Foi aí que os policiais exigiram deles a entrega do crachá e anunciaram, depois, a demissão dos dois. "Não me arrependo do que fiz. Os índios estão lascados e precisam de uma força" - declarou Francisco. Eles estão agora com um advogado para reclamar seus direitos
O líder indígena Carlos Tukano, que é do rio Tiquié, no Rio Negro (AM), fez um discurso saudando os dois carpinteiros e acusando os policiais militares de intimidação: "Não vamos abrir mão. Essa é nossa terra e não vamos recuar". Outro índio, José Urutao Guajajara denunciou que "o governo quer fazer qualquer coisa aqui, um shopping, um estacionamento, menos conservar o patrimônio dos índios. A gente não quer guerra, mas se for preciso, vamos guerrear".
O apoio dos dois carpinteiros, de estudantes da UERJ, de populares e do deputado Marcelo Freixo (PSOL) impediu que a tropa de choque consumasse a expulsão dos índios naquele momento.
- Este prédio tem um valor histórico para o Rio de Janeiro. Se a decisão judicial chegar, vamos ter que ter muito diálogo para que não saiam famílias feridas", disse Freixo, que lá compareceu por volta das 13 horas.
O defensor público federal Daniel Macedo, que também esteve no local, argumentou que não havia um mandado judicial para a PM entrar no prédio, portanto eles não podiam invadir:
- “Sem esse instrumento judicial, a Polícia Militar está proibida de invadir a aldeia. Esse documento pode chegar a qualquer momento, mas até isso acontecer, as coisas têm que permanecer do jeito que estão”, afirmou Macedo.
Bar do Corno
Na sexta-feira, dia 18, o desembargador Raldênio Bonifácio Costa, vice-presidente do Tribunal Regional Federal da 2a. Região concedeu dez dias de prazo para a União se manifestar sobre a remoção dos índios da Aldeia Maracaná e a demolição do antigo prédio do Museu do Indio. Enquanto isso, o governo do Rio não poderá expulsar os índios. Ele atendeu um pedido do Ministério Público Federal, que dois dias antes pediu que fosse reformulada decisão judicial a respeito.
Aconteça o que acontecer, fica o gesto de solidariedade dos dois carpinteiros, que foram demitidos pela Concrejato, uma das responsáveis pela reforma do Maracanã. Professores da Uerj, entre os quais Socorro Calháu e Luciana Velloso, da Faculdade de Educação, organizaram um "Ato de Apoio à Aldeia Marcanã", considerando, entre outras razões, o papel que a Aldeia vem cumprindo para implementar a Lei 11.645.
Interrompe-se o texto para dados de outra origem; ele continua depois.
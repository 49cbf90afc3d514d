use axum::{
    Json, Router,
    extract::{Extension, Path, State},
    http::StatusCode,
    response::IntoResponse,
    routing::{get, patch, post},
};
use tracing::{instrument, warn};
use utils::api::projects::{
    CreateProjectRequest, ListProjectsResponse, Project, UpdateProjectRequest,
};
use uuid::Uuid;

use super::{
    access::{load_visible_project, required_text},
    error::ErrorResponse,
};
use crate::{
    AppState,
    auth::RequestContext,
    db::projects::{CreateProjectData, ProjectRepository},
    policy::{self, Actor},
};

const MAX_PROJECT_NAME_CHARS: usize = 200;

pub fn router() -> Router<AppState> {
    Router::new()
        .route("/projects", get(list_projects))
        .route("/projects/{project_id}", get(get_project))
}

pub fn manager_router() -> Router<AppState> {
    Router::new()
        .route("/projects", post(create_project))
        .route("/projects/{project_id}", patch(update_project))
}

#[instrument(name = "projects.list", skip(state, ctx), fields(user_id = %ctx.user.id))]
async fn list_projects(
    State(state): State<AppState>,
    Extension(ctx): Extension<RequestContext>,
) -> Result<Json<ListProjectsResponse>, ErrorResponse> {
    let projects = ProjectRepository::list_visible(state.pool(), &ctx.actor()).await?;
    Ok(Json(ListProjectsResponse { projects }))
}

#[instrument(
    name = "projects.get",
    skip(state, ctx),
    fields(project_id = %project_id, user_id = %ctx.user.id)
)]
async fn get_project(
    State(state): State<AppState>,
    Extension(ctx): Extension<RequestContext>,
    Path(project_id): Path<Uuid>,
) -> Result<Json<Project>, ErrorResponse> {
    let project = load_visible_project(state.pool(), &ctx.actor(), project_id).await?;
    Ok(Json(project))
}

#[instrument(name = "projects.create", skip(state, ctx, payload), fields(user_id = %ctx.user.id))]
async fn create_project(
    State(state): State<AppState>,
    Extension(ctx): Extension<RequestContext>,
    Json(payload): Json<CreateProjectRequest>,
) -> Result<impl IntoResponse, ErrorResponse> {
    let actor = ctx.actor();
    let name = required_text("name", &payload.name, MAX_PROJECT_NAME_CHARS)?;
    let department_id = resolve_project_department(&actor, payload.department_id)?;

    let project = ProjectRepository::insert(
        state.pool(),
        CreateProjectData {
            name,
            description: normalize_description(payload.description),
            department_id,
            created_by: actor.user_id,
        },
    )
    .await?;

    tracing::info!(project_id = %project.id, "project created");
    Ok((StatusCode::CREATED, Json(project)))
}

#[instrument(
    name = "projects.update",
    skip(state, ctx, payload),
    fields(project_id = %project_id, user_id = %ctx.user.id)
)]
async fn update_project(
    State(state): State<AppState>,
    Extension(ctx): Extension<RequestContext>,
    Path(project_id): Path<Uuid>,
    Json(payload): Json<UpdateProjectRequest>,
) -> Result<Json<Project>, ErrorResponse> {
    let actor = ctx.actor();
    let project = load_visible_project(state.pool(), &actor, project_id).await?;

    if !policy::can_manage_project(&actor, project.department_id) {
        warn!("project update denied");
        return Err(ErrorResponse::forbidden("project not manageable"));
    }

    let name = payload
        .name
        .as_deref()
        .map(|name| required_text("name", name, MAX_PROJECT_NAME_CHARS))
        .transpose()?;
    let description = payload.description.map(normalize_description);

    let project = ProjectRepository::update(
        state.pool(),
        project_id,
        name.as_deref(),
        description.as_ref().map(|value| value.as_deref()),
    )
    .await?;

    Ok(Json(project))
}

/// Managers create projects in their own department; admins choose freely.
fn resolve_project_department(
    actor: &Actor,
    requested: Option<Uuid>,
) -> Result<Option<Uuid>, ErrorResponse> {
    let department_id = requested.or(actor.department_id);
    if !policy::can_manage_project(actor, department_id) {
        return Err(ErrorResponse::forbidden(
            "managers can only create projects in their own department",
        ));
    }
    Ok(department_id)
}

fn normalize_description(description: Option<String>) -> Option<String> {
    description
        .map(|value| value.trim().to_string())
        .filter(|value| !value.is_empty())
}

#[cfg(test)]
mod tests {
    use utils::api::users::Role;

    use super::*;

    #[test]
    fn manager_defaults_to_own_department() {
        let dept = Uuid::new_v4();
        let manager = Actor {
            user_id: Uuid::new_v4(),
            role: Role::Manager,
            department_id: Some(dept),
        };
        assert_eq!(resolve_project_department(&manager, None).unwrap(), Some(dept));
        assert!(resolve_project_department(&manager, Some(Uuid::new_v4())).is_err());
    }

    #[test]
    fn admin_may_create_department_less_projects() {
        let admin = Actor {
            user_id: Uuid::new_v4(),
            role: Role::Admin,
            department_id: None,
        };
        assert_eq!(resolve_project_department(&admin, None).unwrap(), None);
    }

    #[test]
    fn blank_descriptions_become_none() {
        assert_eq!(normalize_description(Some("   ".into())), None);
        assert_eq!(
            normalize_description(Some(" Roadmap ".into())),
            Some("Roadmap".to_string())
        );
    }
}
A ex-senadora Marina Silva escreveu na sua coluna, na Folha de São Paulo:
- Ainda bem que temos uma ação da sociedade para defender seus direitos, com a saudável ideia de que "a cidade é nossa". Esse movimento nos chama: é hora de pular o muro e ficar do lado dos índios, das comunidades e do esforço para construir cidades onde a sustentabilidade cultural e social na vida não seja atropelada pela pressa dos grandes eventos".
Quem está defendendo o nosso patrimônio e os interesses da população brasileira não é, nesse momento, nem o governador Sérgio Cabral, nem o prefeito Eduardo Paes, nem a Concrejato, mas um punhado de índios aguerridos, apoiados pela solidariedade de aliados, como os dois carpinteiros atavicamente ligados à causa.
O prédio conviveu pacificamente com o Maracanã durante 62 anos, sem qualquer problema. Sua demolição atende a interesses de grupos econômicos, mergulhados na corrupção até o pescoço, que estão se lixando para os lugares de memória. Se até o Bar do Corno e a Pousada da Maria Cheirosa estão preservados na memória de Mamanguape, por que destruir o prédio do antigo Museu do Índio?